Early-Life Exposure to the Chinese Famine and Risk of Cognitive Decline.

Affiliation

China Center for Health Development Studies, Peking University, Beijing 100083, China. [Email]

Abstract

Previous studies on the Chinese famine suggested long-term effects of early-life famine exposure on health conditions. This study aims to investigate the association between exposure to the Chinese famine of 1959-1961 at different early-life stages and the risk of cognitive decline in adulthood. A total of 6417 adults born between 1952 and 1964 in the 2015 survey data of China Health and Retirement Longitudinal Study were included in this study. Cognitive performance was estimated through a series of comprehensive neuropsychological tests, including the Telephone Interview of Cognitive Status (TICS-10), word recall, and pentagon drawing. Multiple generalized linear model (GLM) was employed to detect the association between multi-stage early-life famine exposure and late-life cognitive performance. Compared with the unexposed group, respondents exposed to famine in the fetal period performed worse in the TICS (difference -0.52, 95% confidence interval (CI): -0.93 to -0.10), word recall (difference -0.46, 95% CI: -0.74 to -0.19), and general cognition (difference -1.05, 95% CI: -1.64 to -0.47).
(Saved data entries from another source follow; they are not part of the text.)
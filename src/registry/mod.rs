//! Department registry and synonym resolver.
//!
//! The registry is an explicit value built once per request (or served from a
//! [`RegistryCache`]) and passed to the interpreter and the report assembler.
//! Store failures never surface from here: the built-in department list is
//! used instead.

mod cache;
mod synonyms;

use tracing::warn;

use crate::models::Department;
use crate::store::AttendanceStore;
use crate::text::normalize;

pub use cache::RegistryCache;
pub use synonyms::{ALIAS_GROUPS, SynonymMap, build_synonym_map};

/// Built-in department names used when the store cannot provide any.
pub const DEFAULT_DEPARTMENTS: &[&str] = &[
    "Finans",
    "IT",
    "İnsan Kaynakları",
    "Satış",
    "Pazarlama",
    "Hukuk",
    "Muhasebe",
    "Üretim",
    "Lojistik",
    "Engineering",
];

/// Returns the built-in department list, numbered from 1.
pub fn default_departments() -> Vec<Department> {
    DEFAULT_DEPARTMENTS
        .iter()
        .zip(1..)
        .map(|(name, id)| Department::new(id, *name))
        .collect()
}

/// Loads the department list from the store.
///
/// Falls back to [`default_departments`] when the read fails or returns no
/// rows.
pub fn load_departments(store: &dyn AttendanceStore) -> Vec<Department> {
    DepartmentRegistry::load(store).departments
}

/// The ordered department list with name/id lookups.
///
/// # Example
///
/// ```
/// use pdks_assistant::models::Department;
/// use pdks_assistant::registry::DepartmentRegistry;
///
/// let registry = DepartmentRegistry::new(vec![
///     Department::new(10, "Finans"),
///     Department::new(11, "İnsan Kaynakları"),
/// ]);
/// assert_eq!(registry.id_of("insan kaynakları"), Some(11));
/// assert_eq!(registry.name_of(10), Some("Finans"));
/// assert_eq!(registry.synonyms().get("ik"), Some("İnsan Kaynakları"));
/// ```
#[derive(Debug, Clone)]
pub struct DepartmentRegistry {
    departments: Vec<Department>,
    from_defaults: bool,
}

impl DepartmentRegistry {
    /// Creates a registry over the given departments.
    pub fn new(departments: Vec<Department>) -> Self {
        Self {
            departments,
            from_defaults: false,
        }
    }

    /// Creates a registry over the built-in department list.
    pub fn defaults() -> Self {
        Self {
            departments: default_departments(),
            from_defaults: true,
        }
    }

    /// Loads the registry from the store, falling back to the built-in list.
    pub fn load(store: &dyn AttendanceStore) -> Self {
        match store.departments() {
            Ok(departments) if !departments.is_empty() => Self::new(departments),
            Ok(_) => {
                warn!("Department store returned no rows, using built-in list");
                Self::defaults()
            }
            Err(err) => {
                warn!(error = %err, "Department store unavailable, using built-in list");
                Self::defaults()
            }
        }
    }

    /// The departments, in store order.
    pub fn departments(&self) -> &[Department] {
        &self.departments
    }

    /// The canonical names, in store order.
    pub fn names(&self) -> Vec<&str> {
        self.departments.iter().map(|d| d.name.as_str()).collect()
    }

    /// True if the registry holds the built-in list rather than store data.
    pub fn is_default(&self) -> bool {
        self.from_defaults
    }

    /// Looks up a department id by canonical name (case-insensitive).
    pub fn id_of(&self, name: &str) -> Option<i64> {
        let key = normalize(name);
        self.departments
            .iter()
            .find(|d| normalize(&d.name) == key)
            .map(|d| d.id)
    }

    /// Looks up a canonical name by department id.
    pub fn name_of(&self, id: i64) -> Option<&str> {
        self.departments
            .iter()
            .find(|d| d.id == id)
            .map(|d| d.name.as_str())
    }

    /// Builds the synonym map for this registry.
    pub fn synonyms(&self) -> SynonymMap {
        build_synonym_map(&self.departments)
    }
}

#[cfg(test)]
mod tests {
    use super::*;
    use crate::store::MemoryStore;

    #[test]
    fn test_default_list_has_at_least_seven_entries() {
        let defaults = default_departments();
        assert!(defaults.len() >= 7);
        assert_eq!(defaults[0], Department::new(1, "Finans"));
        let ids: Vec<i64> = defaults.iter().map(|d| d.id).collect();
        assert_eq!(ids, (1..=defaults.len() as i64).collect::<Vec<_>>());
    }

    #[test]
    fn test_load_departments_from_store() {
        let store = MemoryStore::new(
            vec![Department::new(7, "Satış"), Department::new(3, "Finans")],
            vec![],
            vec![],
        );
        let departments = load_departments(&store);
        assert_eq!(departments.len(), 2);
        assert_eq!(departments[0].name, "Finans");
    }

    #[test]
    fn test_load_departments_falls_back_on_failure() {
        let departments = load_departments(&MemoryStore::unavailable());
        assert_eq!(departments, default_departments());
    }

    #[test]
    fn test_load_departments_falls_back_on_empty_store() {
        let departments = load_departments(&MemoryStore::default());
        assert_eq!(departments, default_departments());
    }

    #[test]
    fn test_registry_load_marks_defaults() {
        let registry = DepartmentRegistry::load(&MemoryStore::unavailable());
        assert!(registry.is_default());
        assert!(registry.names().contains(&"Finans"));

        let store = MemoryStore::new(vec![Department::new(1, "Finans")], vec![], vec![]);
        let registry = DepartmentRegistry::load(&store);
        assert!(!registry.is_default());
        assert_eq!(registry.names(), vec!["Finans"]);
    }

    #[test]
    fn test_id_and_name_lookups() {
        let registry = DepartmentRegistry::defaults();
        assert_eq!(registry.id_of("FİNANS"), Some(1));
        assert_eq!(registry.id_of("it"), Some(2));
        assert_eq!(registry.id_of("Muhasebe Dışı"), None);
        assert_eq!(registry.name_of(3), Some("İnsan Kaynakları"));
        assert_eq!(registry.name_of(999), None);
    }
}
Furthermore, we also found negative effects of famine exposure on performance of word recall and pentagon drawing in the early (word recall difference -0.56, 95% CI: -1.00 to -0.11; pentagon drawing difference -0.76, 95% CI: -1.40 to -0.12), mid (word recall difference -0.46, 95% CI: -0.81 to -0.11; pentagon drawing difference -0.66, 95% CI: -1.16 to -0.16), and late (word recall difference -0.30, 95% CI: -0.55 to -0.04; pentagon drawing difference -0.75, 95% CI: -1.13 to -0.37) childhood-exposed groups. Early-life famine exposure in different stages is positively associated with late-life cognitive decline. Fetal famine exposure might affect the overall cognitive status in adulthood, and childhood famine exposure has potential adverse effects on visuospatial episodic memory.